Cette force positive subordonnée est celle de la Tortue : "Il se précipita vers la forme et vit qu'il s'agissait d'une grande tortue à la carapace constellée de couleurs éclatantes. Son antique tête reptilienne en surgit et Bill se dit qu'elle devait éprouver une vague surprise méprisante pour la chose qui l'avait propulsée là. On lisait la bonté dans les yeux de la Tortue 45. Bill songea qu'elle devait être la chose la plus vieille que l'on puisse imaginer, infiniment plus vieille que Ça qui prétendait pourtant être éternel." (Ça, 1030) La Tortue, qui est la veilleuse de l'Ultime (Ça, 1031), se manifeste comme Ça de diverses manières. De façon allusive aux enfants du Club des Ratés (couvercle de boîte (Ça, 19); dessin sur le trottoir à la craie (Ça, 520), etc). Le plus souvent sous forme de suggestions aux mêmes enfants devenus adultes (pensées fugitives diverses, la voix de la Tortue). Seul Mike Hanlon, demeuré à Derry, subit une action directe. Il est devenu "le veilleur" du groupe (Ça, 154) : "Je suis le seul à entendre la voix de la Tortue, le seul qui se rappelle, car je suis le seul à être resté à Derry." (Ça, 156).

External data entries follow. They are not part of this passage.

//! Error handling and exit codes.

use ctacc_core::constants::exit_codes;
use ctacc_core::AccuracyError;
use ctacc_tui::TuiError;

/// Handle an accuracy error and return the appropriate exit code.
pub fn handle_error(err: &AccuracyError) -> i32 {
    if err.is_config() {
        exit_codes::ERROR_CONFIG
    } else {
        exit_codes::ERROR_INVALID_INPUT
    }
}

/// Exit code for an application error, looking through TUI wrapping.
pub fn exit_code(err: &anyhow::Error) -> i32 {
    if let Some(accuracy) = err.downcast_ref::<AccuracyError>() {
        return handle_error(accuracy);
    }
    match err.downcast_ref::<TuiError>() {
        Some(TuiError::Accuracy(accuracy)) => handle_error(accuracy),
        _ => exit_codes::ERROR_GENERIC,
    }
}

Diverses phases d'action interviennent selon cette logique entre les forces dans le récit kingien : un fort (une entité, un esprit, de l'ordre des Ténèbres), et un faible présumé (un être humain) sont entrés dans une «bulle» magique et la mort du faible est en jeu. En cas de défaite du faible, le fort s'emparera de sa force - son mana. Pour éviter sa perte, l'être faible qui veut résister n'a qu'une voie à sa disposition : aller délibérément aux limites de son être, au risque de sa mort, et transformer ces moments critiques de l'individu qui se perd au monde en une décision courageuse et dramatique, celle de se resituer dans le monde, par d'autres moyens que les voies ordinaires. L'appel à une force positive est souvent nécessaire. Pour éviter que le chaos s'étende et l'engouffre dans ses ténèbres, le faible qui se refuse comme tel engage la lutte, favorisé par un supplément de force ou par des gadgets magiques efficients. Il peut prendre ainsi le dessus sur ses adversaires humains négatifs, voire sur son adversaire surnaturel véritable.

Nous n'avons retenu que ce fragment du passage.